SPI Master IP Core

Sital’s customers have no challenge achieving real-time performance with our super-efficient SPI master!

Why is real-time performance hard to achieve with SPI:

The 1553 SPI node is always an SPI target, and the host CPU is the SPI master. Many customers use the SPI master as supplied by Single Board Computer (SBC) and FPGA vendors.

SPI master can be configured to very high-speed SPI serial clock, up to 50Mhz.

However, the SPI clock is usually not the problem, and speeding it up does not solve real time failures. The problem is caused by one of:

1. Cycles Throughput – the latency between two consecutive SPI cycles.
2. Burst Cycles – The in-ability to perform burst SPI block transfers.

Cycles throughput:

We have seen SPI masters that gap 100s of uSec between two SPI cycles. For some reasons those SPI masters have large idle time after each transfer, before they start a new transfer. Trying to optimize the SPI driver is very challenging and requires lots of support from the SBC or FPGA vendor.

Burst Cycles:

SPI supports bursting. MIL-STD-1553 basic data block is 32 x 16 bit words. It is very common to transfer blocks to and from the SPI-to-1553 device. Transferring this block in 32 SPI cycles, where each cycle contains the address and the command is by far slower than transferring an SPI block with a single address and command, followed by 32 x 16 bits.

We would estimate that users that lack both capabilities would not be able to achieve real time operation with an SPI-to-1553 solution !

Sital Technology’s Solution:

For our standard SPI-to-1553 solutions, Sital provides the BRD1553SPI daughter board and the BRM1553SPI IP core with native SPI burst capabilities.

For FPGA’s SPI master, Sital provides an SPI master block that is mapped as memory on internal FPGA bus (AXI bus), and achieves back-to-back SPI transfers, while each transfer supports up to 2048 16-bit words bursts.

More information about Sital’s SPI real-time solution:

The major motivation driving Sital to develop this IP core was that commonly available SPI Master controllers don’t provide the level of performance needed for managing a real time SPI slave such as Sital’s BRM1553SPI IP core. There are two factors affecting the performance of a SPI interface. These include the SPI clock rate and the cycle-to-cycle time. While available SPI masters are able to operate well at high clock rates including up to 50 MHz, their cycle-to-cycle delay times can be unacceptably long, sometimes on the order of milliseconds.

Sital’s SPI Master IP core is optimized to allow an on-chip processor on an SoC or MPSoC FPGA to be able to access the core at low-level through on-chip data buses such as AXI for Xilinx. AXI is a high-performance bus, enabling 100 MHz, 32-bit continuous burst transfers.

An important issue that sometimes arises is that many of the real time transactions for accessing the BRM1553SPI IP core consist of blocks of data, such as 32 16-bit words (64 bytes).

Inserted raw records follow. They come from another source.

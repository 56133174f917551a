use chrono::{DateTime, NaiveDate, Utc};
use serde::{Deserialize, Serialize};
use uuid::Uuid;

use super::macros::string_enum;

#[derive(Debug, Clone, Serialize, Deserialize, sqlx::FromRow)]
#[serde(rename_all = "camelCase")]
pub struct Employee {
    pub id: Uuid,
    pub name: String,
    pub email: String,
    #[serde(skip_serializing)]
    pub password_hash: Option<String>,
    pub phone: Option<String>,
    pub department: Option<String>,
    pub designation: Option<String>,
    pub joining_date: Option<NaiveDate>,
    pub role: EmployeeRole,
    pub status: EmployeeStatus,
    pub skills: Vec<String>,
    pub emergency_contact_name: Option<String>,
    pub emergency_contact_phone: Option<String>,
    pub profile_picture_url: Option<String>,
    #[serde(skip_serializing)]
    pub otp_code: Option<String>,
    #[serde(skip_serializing)]
    pub otp_expires_at: Option<DateTime<Utc>>,
    pub is_verified: bool,
    #[serde(skip_serializing)]
    pub reset_otp_code: Option<String>,
    #[serde(skip_serializing)]
    pub reset_otp_expires_at: Option<DateTime<Utc>>,
    pub last_login: Option<DateTime<Utc>>,
    pub created_at: DateTime<Utc>,
    pub updated_at: DateTime<Utc>,
}

string_enum! {
    #[derive(Debug, Clone, Copy, Serialize, Deserialize, PartialEq)]
    #[serde(rename_all = "lowercase")]
    pub enum EmployeeRole {
        Admin => "admin",
        Hr => "hr",
        Manager => "manager",
        Employee => "employee",
    }
}

impl Default for EmployeeRole {
    fn default() -> Self {
        EmployeeRole::Employee
    }
}

string_enum! {
    #[derive(Debug, Clone, Copy, Serialize, Deserialize, PartialEq)]
    #[serde(rename_all = "lowercase")]
    pub enum EmployeeStatus {
        Active => "active",
        Inactive => "inactive",
    }
}

#[derive(Debug, Deserialize)]
#[serde(rename_all = "camelCase")]
pub struct EmployeeInput {
    pub name: String,
    pub email: String,
    pub phone: Option<String>,
    pub department: Option<String>,
    pub designation: Option<String>,
    pub joining_date: Option<NaiveDate>,
    pub role: Option<EmployeeRole>,
    pub skills: Option<Vec<String>>,
}

#[derive(Debug, Deserialize)]
#[serde(rename_all = "camelCase")]
pub struct EmployeeUpdateInput {
    pub name: Option<String>,
    pub email: Option<String>,
    pub phone: Option<String>,
    pub department: Option<String>,
    pub designation: Option<String>,
    pub status: Option<EmployeeStatus>,
    pub skills: Option<Vec<String>>,
}

/// Self-service profile update, restricted to the sections an employee owns.
#[derive(Debug, Deserialize)]
#[serde(rename_all = "camelCase")]
pub struct ProfileUpdateInput {
    pub phone: Option<String>,
    pub emergency_contact_name: Option<String>,
    pub emergency_contact_phone: Option<String>,
    pub profile_picture_url: Option<String>,
}

/// Public projection without credential/OTP columns.
#[derive(Debug, Clone, Serialize)]
#[serde(rename_all = "camelCase")]
pub struct EmployeeInfo {
    pub id: Uuid,
    pub name: String,
    pub email: String,
    pub department: Option<String>,
    pub designation: Option<String>,
    pub role: EmployeeRole,
    pub status: EmployeeStatus,
}

impl From<Employee> for EmployeeInfo {
    fn from(e: Employee) -> Self {
        Self {
            id: e.id,
            name: e.name,
            email: e.email,
            department: e.department,
            designation: e.designation,
            role: e.role,
            status: e.status,
        }
    }
}

impl Employee {
    pub fn new(name: String, email: String, password_hash: Option<String>) -> Self {
        let now = Utc::now();
        Self {
            id: Uuid::new_v4(),
            name,
            email,
            password_hash,
            phone: None,
            department: None,
            designation: None,
            joining_date: None,
            role: EmployeeRole::Employee,
            status: EmployeeStatus::Active,
            skills: Vec::new(),
            emergency_contact_name: None,
            emergency_contact_phone: None,
            profile_picture_url: None,
            otp_code: None,
            otp_expires_at: None,
            is_verified: false,
            reset_otp_code: None,
            reset_otp_expires_at: None,
            last_login: None,
            created_at: now,
            updated_at: now,
        }
    }

    pub fn years_of_service(&self, today: NaiveDate) -> i64 {
        match self.joining_date {
            Some(joined) => ((today - joined).num_days() / 365).max(0),
            None => 0,
        }
    }
}

#[cfg(test)]
mod tests {
    use super::*;

    #[test]
    fn role_round_trips_through_str() {
        for role in ["admin", "hr", "manager", "employee"] {
            let parsed: EmployeeRole = role.parse().unwrap();
            assert_eq!(parsed.to_string(), role);
        }
        assert!("director".parse::<EmployeeRole>().is_err());
    }

    #[test]
    fn years_of_service_floors_partial_years() {
        let mut e = Employee::new("A".into(), "a@x.com".into(), None);
        e.joining_date = Some(NaiveDate::from_ymd_opt(2022, 6, 1).unwrap());
        let today = NaiveDate::from_ymd_opt(2025, 5, 31).unwrap();
        assert_eq!(e.years_of_service(today), 2);
    }
}
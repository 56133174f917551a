use actix_web::{web, HttpResponse, Result};
use chrono::{Datelike, Utc};
use serde::Deserialize;

use crate::handlers::shared::ApiResponse;
use crate::services::auth::Claims;
use crate::services::HolidayService;

#[derive(Debug, Deserialize)]
pub struct HolidaysQuery {
    pub country: Option<String>,
    pub year: Option<i32>,
}

pub async fn get_holidays(
    _claims: Claims,
    service: web::Data<HolidayService>,
    query: web::Query<HolidaysQuery>,
) -> Result<HttpResponse> {
    let country = query.country.as_deref().unwrap_or("IN");
    let year = query.year.unwrap_or_else(|| Utc::now().year());

    let response = service.holidays(country, year).await?;

    Ok(ApiResponse::success(response))
}
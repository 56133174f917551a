use actix_web::web;

use crate::handlers::leave;

pub fn configure(cfg: &mut web::ServiceConfig) {
    cfg.service(
        web::scope("/leave")
            .route("/requests", web::post().to(leave::submit_request))
            .route("/requests", web::get().to(leave::list_requests))
            .route("/requests/{id}", web::get().to(leave::get_request))
            .route(
                "/requests/{id}/status",
                web::put().to(leave::set_request_status),
            )
            .route(
                "/requests/{id}/cancel",
                web::put().to(leave::cancel_request),
            )
            .route("/pending", web::get().to(leave::pending_requests))
            .route("/on-leave", web::get().to(leave::on_leave))
            .route("/balance/{employee_id}", web::get().to(leave::get_balance))
            .route(
                "/balance/{employee_id}/adjust",
                web::post().to(leave::adjust_balance),
            ),
    );
}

In SPI, if 64 bytes are transferred in 64 individual SPI cycles, transferring a single byte with each cycle, then each such cycle requires an address + command which are sometimes 4 bytes, resulting in an inefficiency of at least 5x overhead. Sital’s SPI Master IP is optimized for burst mode support for working with API read and write operations for supporting block mode transfers.

An additional enhancement of Sital’s SPI Master IP is to provide two similar SPI controllers operating through a common external SPI interface that can operate in a “Ping Pong” (double-buffered) approach. The Host CPU may program one of the controllers to write 32 16-bit words, and before this operation is completed, also configure the second controller to read 256 words of 16 bits from the Monitor. Using this configuration, the second controller will begin its read operation immediately after the first controller finishes its write operation. This provides far better performance than can be achieved by host software implementing these two operations sequentially.
The depth of the SPI RAM block is 4096 bytes (2048 16-bit words), enabling the user to send or receive blocks of any length up to 4096 bytes.